Subscriptions or rentals, have been a business model since I can remember. Buying TVs in the 1970s was madness because they exploded, so we always rented.
Software companies switched to rental options in recent years. Adobe Photoshop could have cost you £600–700 but £20 a month for today’s subscription is affordable.
Microsoft charges £80 a year for Office 365 and while not much cheaper than a £120 one-off purchase, the latter excludes new feature updates and technical help.
Unlike larger software packages, apps are going through both an economic and cultural shift from one-off fees to rental.
In June 2016, Apple changed the iOS app store to encourage app subscriptions. Apple reduced their commission, 15% instead of 30%, and created 200 different price points for maximum flexibility. Google followed.
Hence, industry leaders push subscriptions with one purpose — to make more money. One selling point for subscription based apps is the alleged continuous revenue it generates for the developer.

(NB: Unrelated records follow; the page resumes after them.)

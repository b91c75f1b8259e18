//! Generative fallback provider trait.

use async_trait::async_trait;
use serde::{Deserialize, Serialize};

use crate::error::Result;

/// Parameters for a single generation call.
#[derive(Debug, Clone, Serialize, Deserialize)]
pub struct GenerateParams {
    pub model: String,
    pub max_tokens: u32,
    pub temperature: f32,
}

impl Default for GenerateParams {
    fn default() -> Self {
        Self {
            model: "gpt-3.5-turbo".into(),
            max_tokens: 200,
            temperature: 0.7,
        }
    }
}

/// A remote language model used as the last-resort answer source.
#[async_trait]
pub trait Provider: Send + Sync {
    /// Provider name.
    fn name(&self) -> &str;

    /// Generate a reply to `user_query` under `system_prompt`.
    async fn generate(
        &self,
        system_prompt: &str,
        user_query: &str,
        params: &GenerateParams,
    ) -> Result<String>;
}
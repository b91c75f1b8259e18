//! Provider registry: maps provider names to endpoint configurations.
//!
//! Every generative backend AskDesk talks to speaks the OpenAI chat
//! completions dialect; they differ only in base URL, key source and auth.

/// How to attach auth credentials to requests.
#[derive(Debug, Clone, Copy, PartialEq)]
pub enum AuthStyle {
    /// `Authorization: Bearer <key>`
    Bearer,
    /// No authentication required (local servers).
    None,
}

/// Configuration for a single provider.
#[derive(Debug, Clone)]
pub struct ProviderConfig {
    /// Provider identifier.
    pub name: &'static str,
    /// Base URL for the API.
    pub base_url: &'static str,
    /// Path for chat completions endpoint (appended to base_url).
    pub chat_path: &'static str,
    /// Environment variable names to try for the API key (in order).
    pub env_keys: &'static [&'static str],
    /// How to send auth credentials.
    pub auth_style: AuthStyle,
    /// Environment variable to override the base URL (e.g., OLLAMA_HOST).
    pub base_url_env: Option<&'static str>,
}

// ─── Provider Definitions ────────────────────────────────────────────────────

static PROVIDERS: &[ProviderConfig] = &[
    ProviderConfig {
        name: "openai",
        base_url: "https://api.openai.com/v1",
        chat_path: "/chat/completions",
        env_keys: &["OPENAI_API_KEY"],
        auth_style: AuthStyle::Bearer,
        base_url_env: Some("OPENAI_API_BASE"),
    },
    ProviderConfig {
        name: "openrouter",
        base_url: "https://openrouter.ai/api/v1",
        chat_path: "/chat/completions",
        env_keys: &["OPENROUTER_API_KEY", "OPENAI_API_KEY"],
        auth_style: AuthStyle::Bearer,
        base_url_env: None,
    },
    ProviderConfig {
        name: "deepseek",
        base_url: "https://api.deepseek.com",
        chat_path: "/chat/completions",
        env_keys: &["DEEPSEEK_API_KEY"],
        auth_style: AuthStyle::Bearer,
        base_url_env: None,
    },
    ProviderConfig {
        name: "gemini",
        base_url: "https://generativelanguage.googleapis.com/v1beta/openai",
        chat_path: "/chat/completions",
        env_keys: &["GEMINI_API_KEY", "GOOGLE_API_KEY"],
        auth_style: AuthStyle::Bearer,
        base_url_env: None,
    },
    ProviderConfig {
        name: "groq",
        base_url: "https://api.groq.com/openai/v1",
        chat_path: "/chat/completions",
        env_keys: &["GROQ_API_KEY"],
        auth_style: AuthStyle::Bearer,
        base_url_env: None,
    },
    ProviderConfig {
        name: "together",
        base_url: "https://api.together.xyz/v1",
        chat_path: "/chat/completions",
        env_keys: &["TOGETHER_API_KEY"],
        auth_style: AuthStyle::Bearer,
        base_url_env: None,
    },
    ProviderConfig {
        name: "ollama",
        base_url: "http://localhost:11434/v1",
        chat_path: "/chat/completions",
        env_keys: &[],
        auth_style: AuthStyle::None,
        base_url_env: Some("OLLAMA_HOST"),
    },
    ProviderConfig {
        name: "llamacpp",
        base_url: "http://localhost:8080/v1",
        chat_path: "/chat/completions",
        env_keys: &[],
        auth_style: AuthStyle::None,
        base_url_env: Some("LLAMACPP_HOST"),
    },
];

/// Look up a provider config by name.
pub fn get_provider_config(name: &str) -> Option<&'static ProviderConfig> {
    let lookup = match name {
        "google" => "gemini",
        "llama.cpp" => "llamacpp",
        "together_ai" | "togetherai" => "together",
        other => other,
    };
    PROVIDERS.iter().find(|p| p.name == lookup)
}

/// List all known provider names.
pub fn all_provider_names() -> Vec<&'static str> {
    PROVIDERS.iter().map(|p| p.name).collect()
}
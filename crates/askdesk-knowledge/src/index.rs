//! Exact nearest-neighbor index over squared Euclidean distance.
//!
//! Vectors are stored flat, one row per knowledge entry, in load order.
//! Queries scan every row; for FAQ-sized collections that is fast enough
//! and keeps results exact.

use askdesk_core::error::{AskDeskError, Result};

/// One query hit: the entry position and its squared L2 distance.
#[derive(Debug, Clone, Copy, PartialEq)]
pub struct Neighbor {
    pub position: usize,
    pub distance: f32,
}

#[derive(Debug, Clone)]
pub struct FlatIndex {
    dims: usize,
    data: Vec<f32>,
}

impl FlatIndex {
    /// Build an index from vectors in entry order.
    ///
    /// Every vector must have exactly `dims` components.
    pub fn build(dims: usize, vectors: Vec<Vec<f32>>) -> Result<Self> {
        let mut data = Vec::with_capacity(dims * vectors.len());
        for (i, v) in vectors.into_iter().enumerate() {
            if v.len() != dims {
                return Err(AskDeskError::Index(format!(
                    "vector {i} has {} dimensions, expected {dims}",
                    v.len()
                )));
            }
            data.extend(v);
        }
        Ok(Self { dims, data })
    }

    pub fn len(&self) -> usize {
        if self.dims == 0 { 0 } else { self.data.len() / self.dims }
    }

    pub fn is_empty(&self) -> bool {
        self.len() == 0
    }

    /// Return up to `k` neighbors ordered by ascending distance.
    ///
    /// Equal distances keep entry order, so the earliest entry wins a tie.
    pub fn query(&self, vector: &[f32], k: usize) -> Result<Vec<Neighbor>> {
        if vector.len() != self.dims {
            return Err(AskDeskError::Index(format!(
                "query has {} dimensions, expected {}",
                vector.len(),
                self.dims
            )));
        }
        if k == 0 || self.is_empty() {
            return Ok(Vec::new());
        }

        let mut hits: Vec<Neighbor> = self
            .data
            .chunks_exact(self.dims)
            .enumerate()
            .map(|(position, row)| Neighbor {
                position,
                distance: squared_l2(row, vector),
            })
            .collect();

        hits.sort_by(|a, b| {
            a.distance
                .total_cmp(&b.distance)
                .then(a.position.cmp(&b.position))
        });
        hits.truncate(k);
        Ok(hits)
    }
}

fn squared_l2(a: &[f32], b: &[f32]) -> f32 {
    a.iter().zip(b).map(|(x, y)| (x - y) * (x - y)).sum()
}
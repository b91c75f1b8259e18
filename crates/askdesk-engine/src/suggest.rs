//! Suggestion generator: related questions from the same vector index.

use askdesk_core::error::Result;
use askdesk_core::types::normalize;

use crate::assistant::Assistant;
use crate::snapshot::Snapshot;

/// Entries returned when no query is given, whatever `top_k` says.
pub const DEFAULT_SUGGESTION_COUNT: usize = 3;

impl Assistant {
    /// Questions related to `query`, nearest first, at most `top_k`.
    ///
    /// Without a query (or without an encoder) this returns the first
    /// `DEFAULT_SUGGESTION_COUNT` questions in load order. Internal failures
    /// yield an empty list.
    pub async fn suggest(&self, query: Option<&str>, top_k: usize) -> Vec<String> {
        let snapshot = self.snapshot();
        let query = query.filter(|q| !q.is_empty());
        let Some(query) = query else {
            return first_questions(&snapshot);
        };
        if snapshot.semantic().is_none() {
            return first_questions(&snapshot);
        }

        match related(&snapshot, query, top_k).await {
            Ok(suggestions) => suggestions,
            Err(e) => {
                tracing::warn!("⚠️ Suggestion lookup failed: {e}");
                Vec::new()
            }
        }
    }

    /// The starter list: first questions in load order.
    pub fn default_suggestions(&self) -> Vec<String> {
        first_questions(&self.snapshot())
    }
}

fn first_questions(snapshot: &Snapshot) -> Vec<String> {
    snapshot
        .entries()
        .iter()
        .take(DEFAULT_SUGGESTION_COUNT)
        .map(|e| e.question.clone())
        .collect()
}

async fn related(snapshot: &Snapshot, query: &str, top_k: usize) -> Result<Vec<String>> {
    let own = normalize(query);
    // One extra neighbor covers the query's own entry
    let hits = snapshot.nearest(query, top_k.saturating_add(1)).await?;
    Ok(hits
        .into_iter()
        .filter(|(entry, _)| entry.normalized_question != own)
        .map(|(entry, _)| entry.question.clone())
        .take(top_k)
        .collect())
}

#[cfg(test)]
mod tests {
    use super::*;
    use crate::assistant::Collaborators;
    use crate::testing::{MapEncoder, RecordingLog};
    use askdesk_core::config::AskDeskConfig;
    use askdesk_core::traits::Encoder;
    use askdesk_core::types::KnowledgeEntry;
    use askdesk_knowledge::HashingEncoder;
    use std::sync::Arc;

    fn faq() -> Vec<KnowledgeEntry> {
        [
            ("What services do you offer?", "Web design, branding and video."),
            ("Do you offer custom UI/UX design?", "Yes."),
            ("Do you offer content creation services?", "Yes, copy and social."),
            ("Can you produce marketing videos?", "Yes, short and long form."),
            ("Where is your team based?", "Remote-first."),
        ]
        .into_iter()
        .map(|(q, a)| KnowledgeEntry::new(q, a))
        .collect()
    }

    async fn assistant(entries: Vec<KnowledgeEntry>, encoder: Option<Arc<dyn Encoder>>) -> Assistant {
        let parts = Collaborators {
            encoder,
            snippet: None,
            provider: None,
            missed: Arc::new(RecordingLog::default()),
        };
        Assistant::new(&AskDeskConfig::default(), parts, entries).await
    }

    fn hashing() -> Option<Arc<dyn Encoder>> {
        Some(Arc::new(HashingEncoder::new(384)))
    }

    #[tokio::test]
    async fn test_never_suggests_own_question() {
        let a = assistant(faq(), hashing()).await;
        for entry in faq() {
            for query in [entry.question.clone(), entry.question.to_uppercase()] {
                let suggestions = a.suggest(Some(&query), 3).await;
                assert!(suggestions.len() <= 3);
                assert!(
                    !suggestions.contains(&entry.question),
                    "{query:?} suggested itself: {suggestions:?}"
                );
            }
        }
    }

    #[tokio::test]
    async fn test_no_query_returns_first_three_regardless_of_top_k() {
        let a = assistant(faq(), hashing()).await;
        let expected: Vec<String> = faq().iter().take(3).map(|e| e.question.clone()).collect();
        for top_k in [0, 1, 3, 10] {
            assert_eq!(a.suggest(None, top_k).await, expected);
        }
        assert_eq!(a.suggest(Some(""), 1).await, expected);
        assert_eq!(a.default_suggestions(), expected);
    }

    #[tokio::test]
    async fn test_nearest_first_and_truncated() {
        let encoder: Arc<dyn Encoder> = Arc::new(
            MapEncoder::new(vec![50.0])
                .with("what services do you offer?", vec![0.0])
                .with("do you offer custom ui/ux design?", vec![3.0])
                .with("do you offer content creation services?", vec![1.0])
                .with("can you produce marketing videos?", vec![2.0])
                .with("where is your team based?", vec![9.0])
                .with("Near zero", vec![0.1]),
        );
        let a = assistant(faq(), Some(encoder)).await;
        assert_eq!(
            a.suggest(Some("Near zero"), 3).await,
            vec![
                "What services do you offer?",
                "Do you offer content creation services?",
                "Can you produce marketing videos?",
            ]
        );
        assert_eq!(a.suggest(Some("Near zero"), 1).await, vec!["What services do you offer?"]);
        assert!(a.suggest(Some("Near zero"), 0).await.is_empty());
    }

    #[tokio::test]
    async fn test_unbounded_top_k_returns_every_other_question() {
        let a = assistant(faq(), hashing()).await;
        let suggestions = a.suggest(Some("What services do you offer?"), usize::MAX).await;
        assert_eq!(suggestions.len(), faq().len() - 1);
        assert!(!suggestions.contains(&"What services do you offer?".to_string()));
    }

    #[tokio::test]
    async fn test_encoder_failure_yields_empty_list() {
        let encoder: Arc<dyn Encoder> = Arc::new(MapEncoder::new(vec![0.0]).failing_on("broken"));
        let a = assistant(faq(), Some(encoder)).await;
        assert!(a.suggest(Some("broken"), 3).await.is_empty());
    }

    #[tokio::test]
    async fn test_without_encoder_falls_back_to_starter_list() {
        let a = assistant(faq(), None).await;
        assert_eq!(a.suggest(Some("video"), 3).await.len(), 3);
    }

    #[tokio::test]
    async fn test_empty_knowledge_base() {
        let a = assistant(Vec::new(), hashing()).await;
        assert!(a.suggest(None, 3).await.is_empty());
        assert!(a.suggest(Some("anything"), 3).await.is_empty());
    }
}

The assumption relies on customers re-subscribing each year and new customer subscriptions to compensate for those who leave.
The size of the marketplace guarantees profit, with growth in customers projected to be 2.87 billion smartphone users by 2020. If the subscription model carves out only a small fraction of these users, it will gain traction. Revenue from app stores will pass $190 billion by 2020 so there’s room for every business model.
Pay per download is falling out of favour with developers, everyone hates Ads, and the freemium model fails to guarantee user upgrades.
Subscriptions are here to stay and we need to accept it. The challenge for app creators is to reverse the trend where 80% of users abandon apps within the year.